The answer must be every line of the records below that contains the word "carry".

[Extracted information Boundary: Start]

//! serenity-backed implementation of the routing [`Gateway`].
//!
//! Guild and channel lookups are answered from the cache only; members and
//! messages fall back to HTTP through serenity's `CacheHttp` helpers.

use serenity::async_trait;
use serenity::builder::{CreateMessage, CreateThread};
use serenity::model::channel::{GuildChannel, Message};
use serenity::model::guild::Guild;
use serenity::model::id::{ChannelId, GuildId, MessageId, UserId};
use serenity::prelude::Context;

use crate::common::{
    ChannelKind, ChannelRef, GatewayError, GatewayResult, GuildRef, MessageInfo, Snowflake,
    UserRef,
};
use crate::discord::convert;
use crate::routing::Gateway;

/// Gateway bound to the context of one event.
pub struct SerenityGateway {
    ctx: Context,
}

impl SerenityGateway {
    pub fn new(ctx: Context) -> Self {
        Self { ctx }
    }

    /// Id of the bot user.
    pub fn self_id(&self) -> Snowflake {
        self.ctx.cache.current_user().id.get()
    }

    /// Cached guild summary.
    pub fn cached_guild(&self, guild_id: GuildId) -> Option<GuildRef> {
        self.ctx.cache.guild(guild_id).map(|guild| convert::guild_ref(&guild))
    }

    /// Convert a message, resolving its channel and guild from the cache.
    pub fn message_info(&self, message: &Message) -> MessageInfo {
        let (channel, guild) = match self
            .message_guild(message)
            .and_then(|id| self.ctx.cache.guild(id))
        {
            Some(guild) => {
                let channel = find_channel(&guild, message.channel_id)
                    .map(|channel| to_ref(&guild, channel))
                    .unwrap_or_else(|| convert::unknown_channel(message.channel_id.get()));
                (channel, Some(convert::guild_ref(&guild)))
            }
            None => (convert::unknown_channel(message.channel_id.get()), None),
        };

        convert::message_info(message, channel, guild)
    }

    /// Messages fetched over HTTP carry no guild id, so the cached guilds
    /// are searched for the channel instead.
    fn message_guild(&self, message: &Message) -> Option<GuildId> {
        message.guild_id.or_else(|| {
            self.ctx.cache.guilds().into_iter().find(|&guild_id| {
                self.ctx
                    .cache
                    .guild(guild_id)
                    .is_some_and(|guild| find_channel(&guild, message.channel_id).is_some())
            })
        })
    }
}

fn find_channel(guild: &Guild, channel_id: ChannelId) -> Option<&GuildChannel> {
    guild
        .channels
        .get(&channel_id)
        .or_else(|| guild.threads.iter().find(|thread| thread.id == channel_id))
}

/// Threads carry the name of their parent channel.
fn to_ref(guild: &Guild, channel: &GuildChannel) -> ChannelRef {
    let parent_name = match convert::channel_kind(channel.kind) {
        ChannelKind::Thread => channel
            .parent_id
            .and_then(|parent| guild.channels.get(&parent))
            .map(|parent| parent.name.clone()),
        _ => None,
    };
    convert::channel_ref(channel, parent_name)
}

fn guild_not_cached(guild_id: Snowflake) -> GatewayError {
    GatewayError::NotFound(format!("guild {} is not cached", guild_id))
}

#[async_trait]
impl Gateway for SerenityGateway {
    async fn send_message(&self, channel_id: Snowflake, text: &str) -> GatewayResult<Snowflake> {
        let message = ChannelId::new(channel_id).say(&self.ctx.http, text).await?;
        Ok(message.id.get())
    }

    async fn reply(&self, to: &MessageInfo, text: &str) -> GatewayResult<Snowflake> {
        let channel_id = ChannelId::new(to.channel.id);
        let builder = CreateMessage::new()
            .content(text)
            .reference_message((channel_id, MessageId::new(to.id)));
        let message = channel_id.send_message(&self.ctx.http, builder).await?;
        Ok(message.id.get())
    }

    async fn create_thread(&self, from: &MessageInfo, title: &str) -> GatewayResult<ChannelRef> {
        let thread = ChannelId::new(from.channel.id)
            .create_thread_from_message(&self.ctx, MessageId::new(from.id), CreateThread::new(title))
            .await?;
        Ok(convert::channel_ref(&thread, Some(from.channel.name.clone())))
    }

    async fn fetch_message(
        &self,
        channel_id: Snowflake,
        message_id: Snowflake,
    ) -> GatewayResult<MessageInfo> {
        let message = ChannelId::new(channel_id)
            .message(&self.ctx, MessageId::new(message_id))
            .await?;
        Ok(self.message_info(&message))
    }

    async fn get_guild(&self, guild_id: Snowflake) -> GatewayResult<GuildRef> {
        self.cached_guild(GuildId::new(guild_id))
            .ok_or_else(|| guild_not_cached(guild_id))
    }

    async fn get_channel(
        &self,
        guild_id: Snowflake,
        channel_id: Snowflake,
    ) -> GatewayResult<ChannelRef> {
        let guild = self
            .ctx
            .cache
            .guild(GuildId::new(guild_id))
            .ok_or_else(|| guild_not_cached(guild_id))?;
        find_channel(&guild, ChannelId::new(channel_id))
            .map(|channel| to_ref(&guild, channel))
            .ok_or_else(|| GatewayError::NotFound(format!("channel {}", channel_id)))
    }

    async fn get_member(&self, guild_id: Snowflake, user_id: Snowflake) -> GatewayResult<UserRef> {
        let member = GuildId::new(guild_id)
            .member(&self.ctx, UserId::new(user_id))
            .await?;
        Ok(convert::member_user_ref(&member))
    }

    async fn guild_channels(&self, guild_id: Snowflake) -> GatewayResult<Vec<ChannelRef>> {
        let guild = self
            .ctx
            .cache
            .guild(GuildId::new(guild_id))
            .ok_or_else(|| guild_not_cached(guild_id))?;

        let mut channels: Vec<&GuildChannel> = guild.channels.values().collect();
        channels.sort_by_key(|channel| (channel.position, channel.id));
        Ok(channels
            .into_iter()
            .map(|channel| to_ref(&guild, channel))
            .collect())
    }
}

#[cfg(test)]
mod tests {
    use super::*;
    use serenity::model::channel::ChannelType;

    fn channel(id: u64, name: &str, kind: ChannelType, parent: Option<u64>) -> GuildChannel {
        let mut channel = GuildChannel::default();
        channel.id = ChannelId::new(id);
        channel.guild_id = GuildId::new(1);
        channel.name = name.to_string();
        channel.kind = kind;
        channel.parent_id = parent.map(ChannelId::new);
        channel
    }

    fn guild() -> Guild {
        let mut guild = Guild::default();
        guild.id = GuildId::new(1);
        let general = channel(100, "general", ChannelType::Text, None);
        guild.channels.insert(general.id, general);
        guild
            .threads
            .push(channel(200, "help me", ChannelType::PublicThread, Some(100)));
        guild
    }

    #[test]
    fn test_find_channel_covers_channels_and_threads() {
        let guild = guild();
        assert_eq!(
            find_channel(&guild, ChannelId::new(100)).map(|c| c.name.as_str()),
            Some("general")
        );
        assert_eq!(
            find_channel(&guild, ChannelId::new(200)).map(|c| c.name.as_str()),
            Some("help me")
        );
        assert!(find_channel(&guild, ChannelId::new(300)).is_none());
    }

    #[test]
    fn test_thread_ref_names_its_parent() {
        let guild = guild();
        let thread = find_channel(&guild, ChannelId::new(200)).unwrap();
        let thread_ref = to_ref(&guild, thread);
        assert_eq!(thread_ref.kind, ChannelKind::Thread);
        assert_eq!(thread_ref.parent_name.as_deref(), Some("general"));

        let general = find_channel(&guild, ChannelId::new(100)).unwrap();
        assert_eq!(to_ref(&guild, general).parent_name, None);
    }
}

[Extracted information Boundary: End]

## The answer
    /// Messages fetched over HTTP carry no guild id, so the cached guilds
/// Threads carry the name of their parent channel.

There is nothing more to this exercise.